[Provided records — start]

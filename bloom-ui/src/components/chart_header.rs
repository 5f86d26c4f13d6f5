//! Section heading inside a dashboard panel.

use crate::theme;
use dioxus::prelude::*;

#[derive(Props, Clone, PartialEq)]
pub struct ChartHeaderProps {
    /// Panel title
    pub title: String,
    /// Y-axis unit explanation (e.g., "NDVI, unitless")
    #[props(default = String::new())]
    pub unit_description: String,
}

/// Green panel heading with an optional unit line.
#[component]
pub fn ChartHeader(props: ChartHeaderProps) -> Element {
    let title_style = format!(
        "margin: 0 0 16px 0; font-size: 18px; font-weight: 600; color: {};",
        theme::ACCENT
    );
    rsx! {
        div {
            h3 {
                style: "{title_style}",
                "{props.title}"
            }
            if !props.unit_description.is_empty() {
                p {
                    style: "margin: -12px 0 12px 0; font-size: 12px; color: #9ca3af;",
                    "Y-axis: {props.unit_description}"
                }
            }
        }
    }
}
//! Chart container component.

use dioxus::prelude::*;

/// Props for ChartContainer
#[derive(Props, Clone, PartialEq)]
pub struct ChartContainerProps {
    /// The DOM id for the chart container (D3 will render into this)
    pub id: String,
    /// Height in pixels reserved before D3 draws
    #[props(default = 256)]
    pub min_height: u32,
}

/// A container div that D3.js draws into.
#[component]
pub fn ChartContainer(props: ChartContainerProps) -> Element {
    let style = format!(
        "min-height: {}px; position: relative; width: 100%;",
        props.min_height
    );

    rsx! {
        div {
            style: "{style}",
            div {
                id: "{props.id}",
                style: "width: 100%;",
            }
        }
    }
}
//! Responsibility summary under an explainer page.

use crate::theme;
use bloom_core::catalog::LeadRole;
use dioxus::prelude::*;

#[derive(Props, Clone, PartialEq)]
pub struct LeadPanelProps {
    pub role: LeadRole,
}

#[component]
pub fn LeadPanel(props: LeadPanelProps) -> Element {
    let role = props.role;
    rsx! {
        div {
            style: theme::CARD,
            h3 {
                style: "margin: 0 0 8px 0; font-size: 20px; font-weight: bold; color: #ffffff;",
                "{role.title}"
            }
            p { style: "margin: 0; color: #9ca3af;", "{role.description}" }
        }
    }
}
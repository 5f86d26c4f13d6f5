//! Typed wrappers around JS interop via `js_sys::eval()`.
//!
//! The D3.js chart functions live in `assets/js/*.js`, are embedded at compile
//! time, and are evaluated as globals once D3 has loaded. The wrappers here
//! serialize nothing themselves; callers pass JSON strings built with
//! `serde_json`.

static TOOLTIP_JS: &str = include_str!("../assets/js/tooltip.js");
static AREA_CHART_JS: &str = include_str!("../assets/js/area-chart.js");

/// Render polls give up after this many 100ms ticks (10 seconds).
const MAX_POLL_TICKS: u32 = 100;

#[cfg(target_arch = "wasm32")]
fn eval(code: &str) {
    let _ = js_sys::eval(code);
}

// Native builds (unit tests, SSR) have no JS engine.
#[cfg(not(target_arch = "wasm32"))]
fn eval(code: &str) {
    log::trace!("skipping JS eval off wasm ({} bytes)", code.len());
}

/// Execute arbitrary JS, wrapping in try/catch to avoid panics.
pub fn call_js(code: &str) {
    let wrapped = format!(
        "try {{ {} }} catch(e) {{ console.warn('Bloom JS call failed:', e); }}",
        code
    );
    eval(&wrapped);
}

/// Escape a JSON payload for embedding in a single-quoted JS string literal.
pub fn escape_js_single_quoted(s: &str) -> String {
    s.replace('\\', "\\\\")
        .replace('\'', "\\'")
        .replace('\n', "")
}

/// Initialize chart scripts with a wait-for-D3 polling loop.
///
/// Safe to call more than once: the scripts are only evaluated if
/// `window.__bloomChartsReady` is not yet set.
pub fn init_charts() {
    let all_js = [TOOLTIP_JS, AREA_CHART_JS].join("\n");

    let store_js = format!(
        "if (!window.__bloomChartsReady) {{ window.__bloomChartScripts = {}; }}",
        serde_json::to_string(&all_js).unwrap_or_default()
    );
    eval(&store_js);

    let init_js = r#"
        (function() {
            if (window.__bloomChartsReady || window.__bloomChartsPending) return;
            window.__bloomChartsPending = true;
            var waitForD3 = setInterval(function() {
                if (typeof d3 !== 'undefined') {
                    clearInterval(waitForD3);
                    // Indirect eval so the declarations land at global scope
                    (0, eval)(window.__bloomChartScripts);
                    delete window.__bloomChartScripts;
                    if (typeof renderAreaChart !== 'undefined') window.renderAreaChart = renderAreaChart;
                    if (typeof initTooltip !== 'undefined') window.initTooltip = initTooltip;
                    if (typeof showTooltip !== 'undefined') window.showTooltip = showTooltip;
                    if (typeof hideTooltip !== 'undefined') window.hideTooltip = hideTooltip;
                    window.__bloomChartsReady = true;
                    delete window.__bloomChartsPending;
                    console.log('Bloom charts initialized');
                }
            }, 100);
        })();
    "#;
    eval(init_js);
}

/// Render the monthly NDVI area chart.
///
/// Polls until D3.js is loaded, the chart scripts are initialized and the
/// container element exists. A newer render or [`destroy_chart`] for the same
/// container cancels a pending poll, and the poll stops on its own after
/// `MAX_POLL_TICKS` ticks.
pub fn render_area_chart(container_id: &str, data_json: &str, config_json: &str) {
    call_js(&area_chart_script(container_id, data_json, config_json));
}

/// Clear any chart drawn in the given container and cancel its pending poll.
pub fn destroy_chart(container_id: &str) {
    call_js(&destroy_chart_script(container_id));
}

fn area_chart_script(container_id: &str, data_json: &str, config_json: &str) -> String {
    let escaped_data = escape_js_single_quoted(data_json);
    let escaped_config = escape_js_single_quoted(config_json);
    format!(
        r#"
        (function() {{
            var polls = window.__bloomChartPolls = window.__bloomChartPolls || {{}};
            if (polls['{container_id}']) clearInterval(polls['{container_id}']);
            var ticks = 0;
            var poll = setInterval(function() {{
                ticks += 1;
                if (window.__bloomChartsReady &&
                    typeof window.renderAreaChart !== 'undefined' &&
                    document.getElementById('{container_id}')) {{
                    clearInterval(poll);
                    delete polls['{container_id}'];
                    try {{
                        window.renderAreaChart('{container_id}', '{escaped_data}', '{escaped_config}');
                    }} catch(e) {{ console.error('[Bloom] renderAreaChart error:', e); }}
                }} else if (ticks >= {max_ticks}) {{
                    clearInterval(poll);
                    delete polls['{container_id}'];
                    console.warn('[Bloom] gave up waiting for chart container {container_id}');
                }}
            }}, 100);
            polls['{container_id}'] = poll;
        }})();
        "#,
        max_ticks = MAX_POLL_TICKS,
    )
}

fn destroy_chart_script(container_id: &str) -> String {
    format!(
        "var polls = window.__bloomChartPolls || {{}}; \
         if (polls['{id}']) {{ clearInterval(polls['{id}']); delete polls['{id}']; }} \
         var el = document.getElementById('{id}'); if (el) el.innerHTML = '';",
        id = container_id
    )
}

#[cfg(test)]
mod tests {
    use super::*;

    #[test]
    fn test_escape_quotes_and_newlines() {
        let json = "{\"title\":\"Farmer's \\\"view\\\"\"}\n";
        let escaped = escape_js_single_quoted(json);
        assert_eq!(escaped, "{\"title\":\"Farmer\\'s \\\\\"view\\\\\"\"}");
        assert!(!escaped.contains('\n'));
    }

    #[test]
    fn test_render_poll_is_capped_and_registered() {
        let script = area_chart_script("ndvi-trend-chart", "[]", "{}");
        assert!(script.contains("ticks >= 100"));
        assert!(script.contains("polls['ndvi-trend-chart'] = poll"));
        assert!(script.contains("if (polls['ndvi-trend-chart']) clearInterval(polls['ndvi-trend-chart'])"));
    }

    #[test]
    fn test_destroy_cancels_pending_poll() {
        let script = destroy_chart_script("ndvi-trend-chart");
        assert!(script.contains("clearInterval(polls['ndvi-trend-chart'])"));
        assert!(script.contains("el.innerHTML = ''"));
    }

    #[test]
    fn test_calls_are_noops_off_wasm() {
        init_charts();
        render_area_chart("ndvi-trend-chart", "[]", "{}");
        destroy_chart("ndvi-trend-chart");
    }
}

[Provided records — finish]
[Provided records — start]

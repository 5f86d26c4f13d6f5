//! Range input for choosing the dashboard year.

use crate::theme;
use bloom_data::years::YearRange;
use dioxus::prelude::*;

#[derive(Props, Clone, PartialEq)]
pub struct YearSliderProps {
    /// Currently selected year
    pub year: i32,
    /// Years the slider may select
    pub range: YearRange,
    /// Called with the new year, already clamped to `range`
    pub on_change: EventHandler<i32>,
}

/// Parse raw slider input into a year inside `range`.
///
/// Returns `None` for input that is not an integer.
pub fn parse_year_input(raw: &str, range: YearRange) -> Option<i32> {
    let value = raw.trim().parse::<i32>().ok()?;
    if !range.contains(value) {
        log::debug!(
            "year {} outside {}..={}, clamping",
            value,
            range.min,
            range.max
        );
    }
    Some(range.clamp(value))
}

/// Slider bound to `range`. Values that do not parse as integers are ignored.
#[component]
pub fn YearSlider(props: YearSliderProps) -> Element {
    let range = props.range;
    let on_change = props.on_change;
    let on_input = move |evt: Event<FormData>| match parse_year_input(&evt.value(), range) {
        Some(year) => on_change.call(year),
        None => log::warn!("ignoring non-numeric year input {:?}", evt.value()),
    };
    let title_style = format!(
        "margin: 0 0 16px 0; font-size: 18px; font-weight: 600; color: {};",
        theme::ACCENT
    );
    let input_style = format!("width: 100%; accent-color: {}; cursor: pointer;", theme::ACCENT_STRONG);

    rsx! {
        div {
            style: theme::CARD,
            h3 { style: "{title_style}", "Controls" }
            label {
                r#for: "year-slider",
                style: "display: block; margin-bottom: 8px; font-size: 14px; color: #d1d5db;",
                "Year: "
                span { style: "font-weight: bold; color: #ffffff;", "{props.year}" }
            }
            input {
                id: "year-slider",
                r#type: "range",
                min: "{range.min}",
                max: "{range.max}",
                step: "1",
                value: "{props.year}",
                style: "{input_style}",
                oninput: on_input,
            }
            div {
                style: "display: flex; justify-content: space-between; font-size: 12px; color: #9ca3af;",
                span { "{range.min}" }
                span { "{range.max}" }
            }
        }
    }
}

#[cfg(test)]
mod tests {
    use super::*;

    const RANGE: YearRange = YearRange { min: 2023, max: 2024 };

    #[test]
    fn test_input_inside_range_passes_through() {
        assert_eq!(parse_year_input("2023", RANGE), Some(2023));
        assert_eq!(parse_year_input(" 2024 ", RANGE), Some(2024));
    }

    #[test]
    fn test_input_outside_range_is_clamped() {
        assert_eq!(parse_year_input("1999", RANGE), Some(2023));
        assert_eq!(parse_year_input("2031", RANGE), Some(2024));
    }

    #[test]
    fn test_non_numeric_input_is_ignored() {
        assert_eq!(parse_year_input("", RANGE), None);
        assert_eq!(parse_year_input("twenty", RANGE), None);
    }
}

[Provided records — finish]

- [Aim of the exercise]: Retype exactly the lines above, from the one with "filename bloom-ui/src/components/chart_header.rs" through the one with "Y-axis unit explanation", inclusive.

- [Result of this task]:
filename bloom-ui/src/components/chart_header.rs
repository 5f86d26c4f13d6f5
//! Section heading inside a dashboard panel.

use crate::theme;
use dioxus::prelude::*;

#[derive(Props, Clone, PartialEq)]
pub struct ChartHeaderProps {
    /// Panel title
    pub title: String,
    /// Y-axis unit explanation (e.g., "NDVI, unitless")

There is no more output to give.